LA POLICE PASSE AUX AVEUX
Si sur le plan intellectuel, un journaliste a mis au jour le danger des préjugés, sur le plan factuel, c’est de la police de New York qu’est venue la bonne nouvelle, aurait-on envie de dire. Six ans de surveillance des quartiers musulmans de New York, d’écoutes et de fichage des mosquées n’ont donné aucun résultat probant. Les révélations sont contenues dans le témoignage fait le 28 juin dernier par le chef adjoint de la Division du renseignement du NYPD, Thomas Galati.
Il était entendu dans le cadre d’une enquête fédérale sur de possibles violations des droits civiques commises par la police. Galati avait indiqué qu’aucun renseignement collecté ou une conversation écoutée par ses services via la « Demographics Unit », l’unité démographique, n’avait servi de « point de départ à une enquête ». Quelques mois après les événements du 11 septembre, l’Unité démographique de la police de New York, unité secrète au centre d’un programme d’espionnage policier, était installée avec l’aide de la CIA. Elle a commencé à rassembler des données sur les musulmans : leurs domiciles, les magasins et mosquées qu’ils fréquentent, leurs lieux de travail.
Dans cette traque, la police n’a épargné personne. Elle a infiltré les étudiants, les mosquées. Elle a surveillé les prêches et même fiché tous les musulmans de New York qui avaient pris des noms à consonance américaine. Un travail colossal certes, mais mené en toute illégalité, bafouant les principes mêmes qu’un tel dispositif est censé défendre. Sans être dissoute, celle-ci opère sous le nom d’Unité d’évaluation par zone (Zone Assessment Unit) et aurait cessé toute activités hors de l’État, alors qu’elle avait agi en dehors de sa juridiction. La « Demographics Unit » était une sorte de système d’alerte en amont, devant signaler l’éventualité d’un acte terroriste.

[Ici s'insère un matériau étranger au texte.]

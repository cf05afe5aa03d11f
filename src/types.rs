//! Shared types for the catalog pipeline.
//!
//! These types are serialized into the catalog document and the generated
//! index artifacts, so their JSON field names are part of the on-disk
//! contract consumed by the front end.

use serde::{Deserialize, Serialize};
use std::collections::BTreeMap;
use thiserror::Error;

/// One image found by a source scan. Ephemeral — recomputed from a full
/// walk on every run, never persisted.
#[derive(Debug, Clone, PartialEq, Eq)]
pub struct SourceItem {
    /// Path relative to the source root, `/`-separated.
    pub rel_path: String,
    /// Source file modification time, epoch milliseconds.
    pub mtime_ms: u64,
}

/// Canonical persisted metadata for one source image.
///
/// Only successfully processed images become records; a failed job never
/// reaches the catalog (see [`JobError`]).
#[derive(Debug, Clone, PartialEq, Serialize, Deserialize)]
pub struct CatalogRecord {
    /// Derived from the relative path via [`id_from_rel_path`]. Unique.
    pub id: String,
    /// Source path relative to the source root.
    pub file: String,
    /// IPTC keywords plus any synthesized tags (e.g. star ratings).
    pub keywords: Vec<String>,
    pub width: u32,
    pub height: u32,
    /// Capture time, epoch milliseconds (the front end expects JS millis).
    pub taken: i64,
    /// Month bucket derived from `taken`, `YYYY-MM`.
    pub month: String,
    /// Remaining extracted metadata, keyed by display label.
    #[serde(default, skip_serializing_if = "BTreeMap::is_empty")]
    pub exif: BTreeMap<String, String>,
    /// Source mtime (epoch ms) at the last successful processing. The
    /// change detector compares this against a fresh scan.
    pub timestamp: u64,
}

/// Derive a filesystem/URL-safe id from a relative source path.
///
/// Path separators become dashes, so `trips/2020/dawn.jpg` →
/// `trips-2020-dawn.jpg`.
pub fn id_from_rel_path(rel_path: &str) -> String {
    rel_path.replace(['/', '\\'], "-")
}

/// Why a single job failed. Per-item failures are contained: the item is
/// dropped from the catalog merge and the batch continues.
#[derive(Debug, Clone, PartialEq, Eq, Error)]
pub enum JobErrorKind {
    /// Capture timestamp absent or unparseable. Kept as its own variant so
    /// tests and summaries can name it.
    #[error("no capture timestamp")]
    MissingTimestamp,
    #[error("metadata extraction failed: {0}")]
    Extract(String),
    #[error("derived image generation failed: {0}")]
    Derive(String),
}

/// An error-tagged job result: the file it belongs to plus the failure kind.
#[derive(Debug, Clone, PartialEq, Eq, Error)]
#[error("{file}: {kind}")]
pub struct JobError {
    pub file: String,
    pub kind: JobErrorKind,
}
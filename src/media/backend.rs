//! Media backend trait and shared types.
//!
//! The [`MediaBackend`] trait is the seam between the pipeline core and the
//! external tooling that actually reads metadata and produces derived
//! images. The production implementation is
//! [`MagickBackend`](super::magick::MagickBackend), which shells out to
//! ImageMagick; tests use a recording mock so the whole pipeline runs
//! without any external tool installed.

use crate::derived::SizeSpec;
use std::collections::BTreeMap;
use std::path::Path;
use thiserror::Error;

#[derive(Error, Debug)]
pub enum BackendError {
    #[error("IO error: {0}")]
    Io(#[from] std::io::Error),
    #[error("tool failed: {0}")]
    Tool(String),
}

/// Raw extraction result for one file: pixel dimensions plus the unmapped
/// field values, keyed by the probe tag that produced them.
///
/// A missing capture time is *not* a backend error — the field is simply
/// absent from the map, and the record builder decides what that means.
#[derive(Debug, Clone, Default, PartialEq, Eq)]
pub struct RawProbe {
    pub width: u32,
    pub height: u32,
    pub fields: BTreeMap<String, String>,
}

/// The two operations every backend must support.
///
/// `Sync` because probes and derivations run concurrently on the worker
/// pool; implementations must not share mutable state across calls.
pub trait MediaBackend: Sync {
    /// Extract dimensions and raw metadata fields from a source image.
    fn probe(&self, path: &Path) -> Result<RawProbe, BackendError>;

    /// Produce one derived rendition of `source` at `dest`, creating any
    /// missing destination directories.
    fn derive(&self, source: &Path, dest: &Path, spec: SizeSpec) -> Result<(), BackendError>;
}
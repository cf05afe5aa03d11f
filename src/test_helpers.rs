//! Shared test utilities for the facet-gal test suite.
//!
//! Builders for the two data shapes nearly every test needs: fully-formed
//! catalog records and canned backend probes. Tests that care about other
//! fields (capture time, exif, dimensions) construct records inline instead.

use crate::media::RawProbe;
use crate::media::fields::DATE_TAG;
use crate::types::{CatalogRecord, SourceItem, id_from_rel_path};
use std::collections::BTreeMap;

/// A catalog record with the fields most tests vary: source path, tags,
/// and stored source mtime. Everything else is fixed and plausible.
pub fn record(file: &str, tags: &[&str], timestamp: u64) -> CatalogRecord {
    CatalogRecord {
        id: id_from_rel_path(file),
        file: file.to_string(),
        keywords: tags.iter().map(|t| t.to_string()).collect(),
        width: 800,
        height: 600,
        taken: 1_577_836_800_000 + timestamp as i64,
        month: "2020-01".to_string(),
        exif: BTreeMap::new(),
        timestamp,
    }
}

/// A probe carrying a capture time and a `;`-joined keyword field.
pub fn probe_taken(date: &str, tags: &[&str]) -> RawProbe {
    let mut fields = BTreeMap::from([(DATE_TAG.to_string(), date.to_string())]);
    if !tags.is_empty() {
        fields.insert("IPTC:2:25".to_string(), tags.join(";"));
    }
    RawProbe {
        width: 800,
        height: 600,
        fields,
    }
}

/// A probe with keywords but no capture time.
pub fn probe_no_date(tags: &[&str]) -> RawProbe {
    let mut probe = probe_taken("", tags);
    probe.fields.remove(DATE_TAG);
    probe
}

/// `n` flat-named source items: `img-000.jpg`, `img-001.jpg`, ...
pub fn source_items(n: usize) -> Vec<SourceItem> {
    (0..n)
        .map(|i| SourceItem {
            rel_path: format!("img-{i:03}.jpg"),
            mtime_ms: 1_000 + i as u64,
        })
        .collect()
}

Si la police savait qu’un terroriste afghan était à New York, elle savait aussi où il allait louer une chambre, où il allait faire des emplettes et où il allait même suivre un match de « soccer ». En 2011, l’agence Associated Press avait déjà publié un article à ce sujet, notamment sur l’espionnage et le fichage ethnique, religieux ou linguistique.
Le NYPD avait nié dans un premier temps l’existence d’une telle unité, puis certains ont défendu ce système, le présentant comme vital pour la sécurité de New York. Les confessions de Galati n’ont pas été obtenues dans le cadre d’une enquête sur l’Unité démographique mais dans le cadre de l’affaire Handshu, une affaire d’espionnage d’étudiants par la police qui remonte à 1971. Il reste que ces révélations devraient réduire des craintes avant de pouvoir mettre à bas les préjugés chez une opinion publique malmenée, mal informée et finalement mal protégée.